#### Assignment
From the top of the records below down to the line containing "drives it directly.", reproduce every line exactly.

########

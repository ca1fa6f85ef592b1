//! Watchdog over the event pipeline.
//!
//! Producers only bump atomics through [`HealthMonitor`] and [`ModuleHandle`].
//! All threshold logic runs in [`HealthMonitor::tick`], either on the
//! monitor's own thread or when a caller drives it directly.

use crate::clock::Clock;
use crate::error::MonitorError;
use crate::settings::HealthThresholds;
use crate::sync::SeqLock;
use serde::Serialize;
use std::sync::atomic::{AtomicBool, AtomicU64, AtomicU8, Ordering};
use std::sync::mpsc::{self, RecvTimeoutError, Sender};
use std::sync::{Arc, Mutex, MutexGuard, PoisonError};
use std::thread::{self, JoinHandle};

#[derive(Debug, Clone, Copy, Default, PartialEq, Eq, PartialOrd, Ord, Hash, Serialize)]
#[repr(u8)]
pub enum HealthStatus {
    #[default]
    Healthy = 0,
    Degraded = 1,
    Unhealthy = 2,
    Critical = 3,
}

impl HealthStatus {
    fn from_u8(value: u8) -> Self {
        match value {
            1 => HealthStatus::Degraded,
            2 => HealthStatus::Unhealthy,
            3 => HealthStatus::Critical,
            _ => HealthStatus::Healthy,
        }
    }
}

#[derive(Debug, Clone, Copy, Default, PartialEq, Serialize)]
pub struct HealthMetrics {
    pub last_event_time_ms: u64,
    pub events_processed: u64,
    pub errors_count: u64,
    pub avg_latency_ms: f64,
    pub status: HealthStatus,
}

/// Everything [`classify`] looks at.
#[derive(Debug, Clone, Copy, Default, PartialEq)]
pub struct HealthSample {
    /// Time since the last reported activity.
    pub idle_ms: u64,
    pub events: u64,
    pub errors: u64,
    pub avg_latency_ms: f64,
    pub unresponsive_modules: usize,
}

/// Status for a metrics snapshot. Checks run in a fixed order and the first
/// hit wins: idle time, then average latency, then error rate, then modules.
/// The error rate only counts once at least one event was processed.
pub fn classify(sample: &HealthSample, thresholds: &HealthThresholds) -> HealthStatus {
    if sample.idle_ms > thresholds.critical_timeout_ms {
        return HealthStatus::Critical;
    }
    if sample.idle_ms > thresholds.event_timeout_ms {
        return HealthStatus::Unhealthy;
    }

    if sample.avg_latency_ms > thresholds.critical_latency_ms {
        return HealthStatus::Critical;
    }
    if sample.avg_latency_ms > thresholds.high_latency_ms {
        return HealthStatus::Degraded;
    }

    if sample.events > 0 {
        let error_rate = sample.errors as f64 / sample.events as f64;
        if error_rate > thresholds.unhealthy_error_rate {
            return HealthStatus::Unhealthy;
        }
        if error_rate > thresholds.degraded_error_rate {
            return HealthStatus::Degraded;
        }
    }

    if sample.unresponsive_modules > 0 {
        return HealthStatus::Degraded;
    }
    HealthStatus::Healthy
}

type RecoveryAction = Box<dyn Fn() + Send + Sync>;
type StatusCallback = Arc<dyn Fn(HealthStatus) + Send + Sync>;
type RecoveryCallback = Arc<dyn Fn(&str) + Send + Sync>;

struct ModuleHealth {
    name: String,
    last_activity_ms: AtomicU64,
    error_count: AtomicU64,
    responding: AtomicBool,
    recovery: Option<RecoveryAction>,
}

/// Reporting handle for one registered subsystem.
#[derive(Clone)]
pub struct ModuleHandle {
    module: Arc<ModuleHealth>,
    shared: Arc<Shared>,
}

impl ModuleHandle {
    pub fn name(&self) -> &str {
        &self.module.name
    }

    /// Record one processed event for this module.
    pub fn report_activity(&self) {
        let now = self.shared.clock.now_ms();
        self.module.last_activity_ms.store(now, Ordering::Relaxed);
        self.module.responding.store(true, Ordering::Relaxed);
        self.shared.record_event(now);
    }

    /// Mark the module alive without counting an event.
    pub fn heartbeat(&self) {
        self.module
            .last_activity_ms
            .store(self.shared.clock.now_ms(), Ordering::Relaxed);
        self.module.responding.store(true, Ordering::Relaxed);
    }

    pub fn report_error(&self) {
        self.module.error_count.fetch_add(1, Ordering::Relaxed);
        self.shared.errors.fetch_add(1, Ordering::Relaxed);
    }

    pub fn is_responding(&self) -> bool {
        self.module.responding.load(Ordering::Relaxed)
    }

    pub fn error_count(&self) -> u64 {
        self.module.error_count.load(Ordering::Relaxed)
    }

    pub fn last_activity_ms(&self) -> u64 {
        self.module.last_activity_ms.load(Ordering::Relaxed)
    }
}

impl std::fmt::Debug for ModuleHandle {
    fn fmt(&self, f: &mut std::fmt::Formatter<'_>) -> std::fmt::Result {
        f.debug_struct("ModuleHandle")
            .field("name", &self.module.name)
            .field("responding", &self.is_responding())
            .finish()
    }
}

struct Shared {
    thresholds: HealthThresholds,
    clock: Arc<dyn Clock>,
    last_event_ms: AtomicU64,
    events: AtomicU64,
    errors: AtomicU64,
    latency_total_us: AtomicU64,
    latency_count: AtomicU64,
    modules: Mutex<Vec<Arc<ModuleHealth>>>,
    last_status: AtomicU8,
    on_status_change: Mutex<Option<StatusCallback>>,
    on_recovery: Mutex<Option<RecoveryCallback>>,
    published: SeqLock<HealthMetrics>,
    // Serializes ticks; the published seqlock has a single writer.
    tick_lock: Mutex<()>,
}

impl Shared {
    fn record_event(&self, now: u64) {
        self.last_event_ms.store(now, Ordering::Relaxed);
        self.events.fetch_add(1, Ordering::Relaxed);
    }

    fn avg_latency_ms(&self) -> f64 {
        let count = self.latency_count.load(Ordering::Relaxed);
        if count == 0 {
            return 0.0;
        }
        self.latency_total_us.load(Ordering::Relaxed) as f64 / (count as f64 * 1000.0)
    }

    fn modules(&self) -> Vec<Arc<ModuleHealth>> {
        lock(&self.modules).clone()
    }

    fn sample(&self, now: u64) -> HealthSample {
        HealthSample {
            idle_ms: now.saturating_sub(self.last_event_ms.load(Ordering::Relaxed)),
            events: self.events.load(Ordering::Relaxed),
            errors: self.errors.load(Ordering::Relaxed),
            avg_latency_ms: self.avg_latency_ms(),
            unresponsive_modules: lock(&self.modules)
                .iter()
                .filter(|m| !m.responding.load(Ordering::Relaxed))
                .count(),
        }
    }

    fn metrics(&self) -> HealthMetrics {
        let sample = self.sample(self.clock.now_ms());
        HealthMetrics {
            last_event_time_ms: self.last_event_ms.load(Ordering::Relaxed),
            events_processed: sample.events,
            errors_count: sample.errors,
            avg_latency_ms: sample.avg_latency_ms,
            status: classify(&sample, &self.thresholds),
        }
    }

    fn recover(&self, module: &ModuleHealth) -> bool {
        let Some(action) = module.recovery.as_ref() else {
            return false;
        };
        tracing::warn!(module = %module.name, "running recovery action");
        action();
        let callback = lock(&self.on_recovery).clone();
        if let Some(callback) = callback {
            callback(&module.name);
        }
        true
    }

    fn tick(&self) -> HealthStatus {
        let _serial = lock(&self.tick_lock);
        let now = self.clock.now_ms();
        let modules = self.modules();

        let metrics = self.metrics();
        let status = metrics.status;
        self.published.write(metrics);

        let previous =
            HealthStatus::from_u8(self.last_status.swap(status as u8, Ordering::AcqRel));
        if previous != status {
            tracing::info!(?previous, ?status, "health status changed");
            let callback = lock(&self.on_status_change).clone();
            if let Some(callback) = callback {
                callback(status);
            }
        }

        for module in &modules {
            let last = module.last_activity_ms.load(Ordering::Relaxed);
            if last > 0
                && now.saturating_sub(last) > self.thresholds.event_timeout_ms
                && module.responding.swap(false, Ordering::AcqRel)
            {
                tracing::warn!(module = %module.name, idle_ms = now - last, "module stopped responding");
                self.recover(module);
            }
        }

        if status == HealthStatus::Critical {
            self.emergency_cleanup(&modules);
        }
        status
    }

    fn emergency_cleanup(&self, modules: &[Arc<ModuleHealth>]) {
        self.errors.store(0, Ordering::Relaxed);
        self.latency_total_us.store(0, Ordering::Relaxed);
        self.latency_count.store(0, Ordering::Relaxed);
        for module in modules {
            if !module.responding.load(Ordering::Relaxed) {
                self.recover(module);
            }
        }
    }
}

fn lock<T>(mutex: &Mutex<T>) -> MutexGuard<'_, T> {
    mutex.lock().unwrap_or_else(PoisonError::into_inner)
}

#[derive(Debug)]
struct WorkerHandle {
    stop_tx: Sender<()>,
    join: JoinHandle<()>,
}

pub struct HealthMonitor {
    shared: Arc<Shared>,
    worker: Mutex<Option<WorkerHandle>>,
}

impl HealthMonitor {
    pub fn new(thresholds: HealthThresholds, clock: Arc<dyn Clock>) -> Self {
        let now = clock.now_ms();
        Self {
            shared: Arc::new(Shared {
                thresholds,
                clock,
                last_event_ms: AtomicU64::new(now),
                events: AtomicU64::new(0),
                errors: AtomicU64::new(0),
                latency_total_us: AtomicU64::new(0),
                latency_count: AtomicU64::new(0),
                modules: Mutex::new(Vec::new()),
                last_status: AtomicU8::new(HealthStatus::Healthy as u8),
                on_status_change: Mutex::new(None),
                on_recovery: Mutex::new(None),
                published: SeqLock::new(HealthMetrics {
                    last_event_time_ms: now,
                    ..HealthMetrics::default()
                }),
                tick_lock: Mutex::new(()),
            }),
            worker: Mutex::new(None),
        }
    }

    pub fn thresholds(&self) -> &HealthThresholds {
        &self.shared.thresholds
    }

    pub fn register_module(&self, name: impl Into<String>) -> ModuleHandle {
        self.add_module(name.into(), None)
    }

    /// Register a module whose `recovery` runs when it stops responding and
    /// on every tick spent in [`HealthStatus::Critical`] while it stays so.
    pub fn register_module_with_recovery(
        &self,
        name: impl Into<String>,
        recovery: impl Fn() + Send + Sync + 'static,
    ) -> ModuleHandle {
        self.add_module(name.into(), Some(Box::new(recovery)))
    }

    fn add_module(&self, name: String, recovery: Option<RecoveryAction>) -> ModuleHandle {
        let module = Arc::new(ModuleHealth {
            name,
            last_activity_ms: AtomicU64::new(0),
            error_count: AtomicU64::new(0),
            responding: AtomicBool::new(true),
            recovery,
        });
        lock(&self.shared.modules).push(Arc::clone(&module));
        ModuleHandle {
            module,
            shared: Arc::clone(&self.shared),
        }
    }

    pub fn report_activity(&self) {
        self.shared.record_event(self.shared.clock.now_ms());
    }

    pub fn report_error(&self) {
        self.shared.errors.fetch_add(1, Ordering::Relaxed);
    }

    pub fn report_latency(&self, latency_ms: f64) {
        let micros = (latency_ms.max(0.0) * 1000.0) as u64;
        self.shared
            .latency_total_us
            .fetch_add(micros, Ordering::Relaxed);
        self.shared.latency_count.fetch_add(1, Ordering::Relaxed);
    }

    pub fn on_status_change(&self, callback: impl Fn(HealthStatus) + Send + Sync + 'static) {
        *lock(&self.shared.on_status_change) = Some(Arc::new(callback));
    }

    pub fn on_recovery(&self, callback: impl Fn(&str) + Send + Sync + 'static) {
        *lock(&self.shared.on_recovery) = Some(Arc::new(callback));
    }

    /// Status computed from the live counters.
    pub fn status(&self) -> HealthStatus {
        self.metrics().status
    }

    /// Metrics computed from the live counters.
    pub fn metrics(&self) -> HealthMetrics {
        self.shared.metrics()
    }

    /// Metrics as of the last tick.
    pub fn published_metrics(&self) -> HealthMetrics {
        self.shared.published.read()
    }

    /// Run the recovery action of `module` now. Returns `false` when no such
    /// module exists or it has no recovery action.
    pub fn attempt_recovery(&self, module: &str) -> bool {
        let found = self
            .shared
            .modules()
            .into_iter()
            .find(|m| m.name == module);
        match found {
            Some(module) => self.shared.recover(&module),
            None => false,
        }
    }

    /// One watchdog pass: evaluate status, fire callbacks on edges, check
    /// modules and clean up while critical.
    pub fn tick(&self) -> HealthStatus {
        self.shared.tick()
    }

    pub fn start(&self) -> Result<(), MonitorError> {
        let mut worker = lock(&self.worker);
        if worker.is_some() {
            return Ok(());
        }

        self.shared
            .last_event_ms
            .store(self.shared.clock.now_ms(), Ordering::Relaxed);

        let (stop_tx, stop_rx) = mpsc::channel();
        let shared = Arc::clone(&self.shared);
        let interval = shared.thresholds.check_interval();
        let join = thread::Builder::new()
            .name("dragwatch-health".into())
            .spawn(move || loop {
                match stop_rx.recv_timeout(interval) {
                    Err(RecvTimeoutError::Timeout) => {
                        shared.tick();
                    }
                    Ok(()) | Err(RecvTimeoutError::Disconnected) => break,
                }
            })
            .map_err(|source| MonitorError::ThreadSpawn {
                name: "health monitor",
                source,
            })?;

        *worker = Some(WorkerHandle { stop_tx, join });
        tracing::debug!("health monitor started");
        Ok(())
    }

    pub fn stop(&self) {
        let worker = lock(&self.worker).take();
        if let Some(worker) = worker {
            let _ = worker.stop_tx.send(());
            if worker.join.join().is_err() {
                tracing::error!("health monitor thread panicked");
            }
            tracing::debug!("health monitor stopped");
        }
    }

    pub fn is_running(&self) -> bool {
        lock(&self.worker).is_some()
    }
}

impl Drop for HealthMonitor {
    fn drop(&mut self) {
        self.stop();
    }
}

########

#### Written answer
repository ca1fa6f85ef592b1
//! Watchdog over the event pipeline.
//!
//! Producers only bump atomics through [`HealthMonitor`] and [`ModuleHandle`].
//! All threshold logic runs in [`HealthMonitor::tick`], either on the
//! monitor's own thread or when a caller drives it directly.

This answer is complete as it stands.